August 21, 2003
Mathematically Gifted Kids Use More Of Their Brains

Smart kids use more of their brains to solve puizzles.

James Wood, 14, uses more of his brain to solve puzzles than other children. To the surprise of Melbourne experts conducting research, James - and seven other mathematically gifted children - used both hemispheres, and parts he wasn't expected to.

...

"It may be there's big education consequences of this work," says Fred Mendelsohn, head of the Howard Florey Institute. "If it's something that can be learned, you can obviously make a big difference to the way you teach people, the way they learn, they way they develop skills."

It could be that the brains of smarter kids have connections coded for genetically to allow them to recruit more parts of the brain to work on a given problem. If so, it may not be possible to train a brain using teaching techniques to connect various parts of the brain in ways that would allow more of it to be used when solving problems.

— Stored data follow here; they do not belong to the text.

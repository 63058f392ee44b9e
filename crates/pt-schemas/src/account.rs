use rust_decimal::Decimal;
use serde::{Deserialize, Serialize};

/// Per-user account document as held by the ledger store.
///
/// Numeric fields are optional: documents written by older clients may omit
/// them. Readers go through the `*_or_zero` accessors so a missing field is
/// always reported as zero, never as null.
#[derive(Debug, Clone, PartialEq, Serialize, Deserialize)]
pub struct Account {
    pub account_id: String,
    #[serde(default)]
    pub name: Option<String>,
    #[serde(default)]
    pub email: Option<String>,
    #[serde(default)]
    pub balance: Option<Decimal>,
    #[serde(default)]
    pub profit: Option<Decimal>,
    #[serde(default)]
    pub loss: Option<Decimal>,
    /// Store-managed write counter. Bumped on every committed trade; used as
    /// the compare-and-swap token for the read-validate-write cycle.
    #[serde(default)]
    pub revision: u64,
}

impl Account {
    pub fn balance_or_zero(&self) -> Decimal {
        self.balance.unwrap_or(Decimal::ZERO)
    }

    pub fn profit_or_zero(&self) -> Decimal {
        self.profit.unwrap_or(Decimal::ZERO)
    }

    pub fn loss_or_zero(&self) -> Decimal {
        self.loss.unwrap_or(Decimal::ZERO)
    }

    /// Client-facing view with every numeric field defaulted.
    pub fn summary(&self) -> AccountSummary {
        let profit = self.profit_or_zero();
        let loss = self.loss_or_zero();
        AccountSummary {
            name: self.name.clone().unwrap_or_default(),
            balance: self.balance_or_zero(),
            profit,
            loss,
            pl: profit - loss,
        }
    }
}

/// Balance query response: display name, cash and profit/loss.
#[derive(Debug, Clone, PartialEq, Serialize, Deserialize)]
pub struct AccountSummary {
    pub name: String,
    pub balance: Decimal,
    pub profit: Decimal,
    pub loss: Decimal,
    /// Net profit/loss (`profit - loss`).
    pub pl: Decimal,
}

/// Registration input for a fresh account.
#[derive(Debug, Clone, PartialEq)]
pub struct NewAccount {
    pub account_id: String,
    pub name: String,
    pub email: Option<String>,
    pub starting_balance: Decimal,
}

impl NewAccount {
    /// The account document as first written: starting cash, zero profit/loss.
    pub fn into_account(self) -> Account {
        Account {
            account_id: self.account_id,
            name: Some(self.name),
            email: self.email,
            balance: Some(self.starting_balance),
            profit: Some(Decimal::ZERO),
            loss: Some(Decimal::ZERO),
            revision: 0,
        }
    }
}

/// Field-level account update.
///
/// Each operation names exactly the fields it is allowed to change; `None`
/// leaves the stored value untouched. A sell, for instance, only ever sets
/// `balance`.
#[derive(Debug, Clone, Default, PartialEq)]
pub struct AccountUpdate {
    pub balance: Option<Decimal>,
    pub profit: Option<Decimal>,
    pub loss: Option<Decimal>,
}

impl AccountUpdate {
    pub fn balance_only(balance: Decimal) -> Self {
        Self {
            balance: Some(balance),
            ..Self::default()
        }
    }

    /// Apply to an in-memory account document (does not touch `revision`).
    pub fn apply_to(&self, acct: &mut Account) {
        if let Some(b) = self.balance {
            acct.balance = Some(b);
        }
        if let Some(p) = self.profit {
            acct.profit = Some(p);
        }
        if let Some(l) = self.loss {
            acct.loss = Some(l);
        }
    }
}
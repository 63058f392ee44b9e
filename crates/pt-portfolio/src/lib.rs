//! pt-portfolio
//!
//! Trade-history accounting for the paper-trading ledger.
//! - Positions are derived by replaying the trade log (never stored)
//! - Buy/sell validation against cash and held quantity
//! - Per-trade profit/loss attribution and how it folds into the account
//! - Cumulative buy/sell series for the portfolio chart
//! - Pure deterministic logic (no IO, no clock, no store wiring)

mod chart;
mod pnl;
mod position;
mod validate;

pub use chart::{chart_series, ChartSeries, CHART_LABEL_FORMAT};
pub use pnl::{buy_pnl, PnlPolicy, TradePnl};
pub use position::{held_quantity, holdings, sort_by_recorded_at};
pub use validate::{validate_buy, validate_quantity, validate_sell, BuyApproval, Rejection};
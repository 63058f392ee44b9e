//! Runtime secret resolution.
//!
//! Config names the env vars; this module reads them. Resolved values never
//! appear in `Debug` output or error messages.

use anyhow::{bail, Result};

use crate::{LedgerBackend, ServiceConfig};

#[derive(Clone, Default)]
pub struct ResolvedSecrets {
    /// Present only when the postgres backend is configured.
    pub database_url: Option<String>,
}

impl std::fmt::Debug for ResolvedSecrets {
    fn fmt(&self, f: &mut std::fmt::Formatter<'_>) -> std::fmt::Result {
        f.debug_struct("ResolvedSecrets")
            .field("database_url", &self.database_url.as_ref().map(|_| "<REDACTED>"))
            .finish()
    }
}

/// Resolve every secret the configured backends need.
///
/// Errors name the missing env var, never a value.
pub fn resolve_secrets(cfg: &ServiceConfig) -> Result<ResolvedSecrets> {
    match cfg.ledger.backend {
        LedgerBackend::Memory => Ok(ResolvedSecrets::default()),
        LedgerBackend::Postgres => {
            let var = cfg.ledger.postgres.url_env.trim();
            match read_env(var) {
                Some(url) => Ok(ResolvedSecrets {
                    database_url: Some(url),
                }),
                None => bail!(
                    "SECRETS_MISSING ledger.backend=postgres requires env var {var} (ledger.postgres.url_env) to be set"
                ),
            }
        }
    }
}

fn read_env(name: &str) -> Option<String> {
    std::env::var(name).ok().filter(|v| !v.trim().is_empty())
}

#[cfg(test)]
mod tests {
    use super::*;

    #[test]
    fn debug_hides_values() {
        let s = ResolvedSecrets {
            database_url: Some("postgres://u:p@h/db".to_string()),
        };
        let dbg = format!("{s:?}");
        assert!(dbg.contains("<REDACTED>"));
        assert!(!dbg.contains("u:p"));
    }
}
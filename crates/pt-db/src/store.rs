use pt_schemas::{Account, AccountUpdate, NewAccount, StoredTrade, TradeRecord};

use crate::StoreError;

/// Ledger store contract.
///
/// Implementations must be object-safe and `Send + Sync` so the engine can
/// hold an `Arc<dyn LedgerStore>`.
#[async_trait::async_trait]
pub trait LedgerStore: Send + Sync {
    /// Backend name for logs (`"memory"`, `"postgres"`).
    fn backend(&self) -> &'static str;

    async fn read_account(&self, account_id: &str) -> Result<Option<Account>, StoreError>;

    /// Insert a fresh account. `AlreadyExists` if the id is taken.
    async fn create_account(&self, new: NewAccount) -> Result<Account, StoreError>;

    /// Apply `update` to the account and append `trade`, atomically.
    ///
    /// Succeeds only if the account's revision still equals
    /// `expected_revision`; the revision is then bumped by one. On any error
    /// neither the account nor the trade log changes.
    async fn commit_trade(
        &self,
        account_id: &str,
        expected_revision: u64,
        update: &AccountUpdate,
        trade: &TradeRecord,
    ) -> Result<StoredTrade, StoreError>;

    /// The account's trades ordered by `recorded_at` (append order on ties),
    /// optionally restricted to one symbol. Unknown accounts have no trades.
    async fn stream_trades(
        &self,
        account_id: &str,
        symbol: Option<&str>,
    ) -> Result<Vec<StoredTrade>, StoreError>;
}
// =============================================================================
// Trade Stream Processor — Aggregates real-time trade data
// =============================================================================

use std::sync::Arc;
use std::sync::atomic::{AtomicU64, Ordering};

use anyhow::{Context, Result};
use futures_util::StreamExt;
use parking_lot::RwLock;
use tokio_tungstenite::connect_async;
use tracing::{error, info, warn};

/// Processes and aggregates individual trades from the Binance trade stream.
pub struct TradeStreamProcessor {
    symbol: String,
    /// Cumulative volume delta (buy volume - sell volume).
    cvd: RwLock<f64>,
    /// Total buy volume in the current window.
    buy_volume: RwLock<f64>,
    /// Total sell volume in the current window.
    sell_volume: RwLock<f64>,
    /// Total number of trades processed.
    trade_count: AtomicU64,
    /// Last trade price.
    last_price: RwLock<f64>,
    /// Buy volume ratio (buy_vol / total_vol).
    buy_volume_ratio: RwLock<f64>,
}

impl TradeStreamProcessor {
    pub fn new(symbol: impl Into<String>) -> Self {
        Self {
            symbol: symbol.into(),
            cvd: RwLock::new(0.0),
            buy_volume: RwLock::new(0.0),
            sell_volume: RwLock::new(0.0),
            trade_count: AtomicU64::new(0),
            last_price: RwLock::new(0.0),
            buy_volume_ratio: RwLock::new(0.5),
        }
    }

    /// Process an incoming trade.
    pub fn process_trade(&self, price: f64, quantity: f64, is_buyer_maker: bool) {
        let volume = price * quantity;

        if is_buyer_maker {
            // Buyer is maker => taker is selling.
            *self.sell_volume.write() += volume;
            *self.cvd.write() -= volume;
        } else {
            // Seller is maker => taker is buying.
            *self.buy_volume.write() += volume;
            *self.cvd.write() += volume;
        }

        *self.last_price.write() = price;
        self.trade_count.fetch_add(1, Ordering::Relaxed);

        // Update buy volume ratio.
        let buy = *self.buy_volume.read();
        let sell = *self.sell_volume.read();
        let total = buy + sell;
        if total > 0.0 {
            *self.buy_volume_ratio.write() = buy / total;
        }
    }

    pub fn symbol(&self) -> &str {
        &self.symbol
    }

    pub fn cvd(&self) -> f64 {
        *self.cvd.read()
    }

    pub fn buy_volume_ratio(&self) -> f64 {
        *self.buy_volume_ratio.read()
    }

    pub fn last_price(&self) -> f64 {
        *self.last_price.read()
    }

    pub fn trade_count(&self) -> u64 {
        self.trade_count.load(Ordering::Relaxed)
    }

    /// Reset windowed accumulators (call periodically).
    pub fn reset_window(&self) {
        *self.buy_volume.write() = 0.0;
        *self.sell_volume.write() = 0.0;
        // CVD is cumulative — do not reset.
    }
}

// ---------------------------------------------------------------------------
// Trade WebSocket stream
// ---------------------------------------------------------------------------

/// Connect to the Binance aggTrade WebSocket stream for a single symbol and
/// feed trades into `processor`.
///
/// Runs until the stream disconnects or an error occurs, then returns so that
/// the caller (main.rs) can handle reconnection.
pub async fn run_trade_stream(
    symbol: &str,
    processor: &Arc<TradeStreamProcessor>,
) -> Result<()> {
    let lower = symbol.to_lowercase();
    let url = format!("wss://stream.binance.com:9443/ws/{lower}@aggTrade");
    info!(url = %url, symbol = %symbol, "connecting to trade WebSocket");

    let (ws_stream, _response) = connect_async(&url)
        .await
        .context("failed to connect to trade WebSocket")?;

    info!(symbol = %symbol, "trade WebSocket connected");
    let (_write, mut read) = ws_stream.split();

    loop {
        match read.next().await {
            Some(Ok(msg)) => {
                if let tokio_tungstenite::tungstenite::Message::Text(text) = msg {
                    match parse_agg_trade(&text) {
                        Ok((price, quantity, is_buyer_maker)) => {
                            processor.process_trade(price, quantity, is_buyer_maker);
                        }
                        Err(e) => {
                            warn!(error = %e, "failed to parse aggTrade message");
                        }
                    }
                }
            }
            Some(Err(e)) => {
                error!(symbol = %symbol, error = %e, "trade WebSocket read error");
                return Err(e.into());
            }
            None => {
                warn!(symbol = %symbol, "trade WebSocket stream ended");
                return Ok(());
            }
        }
    }
}

/// Parse a Binance aggTrade message.
///
/// Expected shape:
/// ```json
/// { "e": "aggTrade", "s": "BTCUSDT", "p": "37000.00", "q": "0.123", "m": true }
/// ```
fn parse_agg_trade(text: &str) -> Result<(f64, f64, bool)> {
    let root: serde_json::Value =
        serde_json::from_str(text).context("failed to parse aggTrade JSON")?;

    let price: f64 = root["p"]
        .as_str()
        .context("missing field p")?
        .parse()
        .context("failed to parse price")?;

    let quantity: f64 = root["q"]
        .as_str()
        .context("missing field q")?
        .parse()
        .context("failed to parse quantity")?;

    let is_buyer_maker = root["m"]
        .as_bool()
        .context("missing field m")?;

    Ok((price, quantity, is_buyer_maker))
}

Share |      Randall Parker, 2003 August 21 01:40 AM  Biological Mind


Comments
Manny Mendelson said at August 29, 2003 11:52 AM:

This finding resonates with many other observations by students of creativity. Perhaps one of the best known of these thinkers,Edward DeBono, uses the terms "Lateral Thinking" and "Red Hat/Green Hat" thinking. His work helps us take our thought processes out of deeply-grooved channels by co-opting alternative methods of topic structure or alternative methods of filtering-by-purpose. What the researchers above may have discovered , (very meaningfully in children), is that there are actual neural zones and pathways that may be involved in DeBono's prcesses. Another theoretical term, "functional fixedness", applies to the narrow use of tools ("a scissors is not a doorstop") which prevents a potential solution from being reached. If we apply that term to brain "tools" or concept "tools" ("let's use a chess algorhythm to find terrorists") we may be seeing a bit more of what the brain research cited above can imply.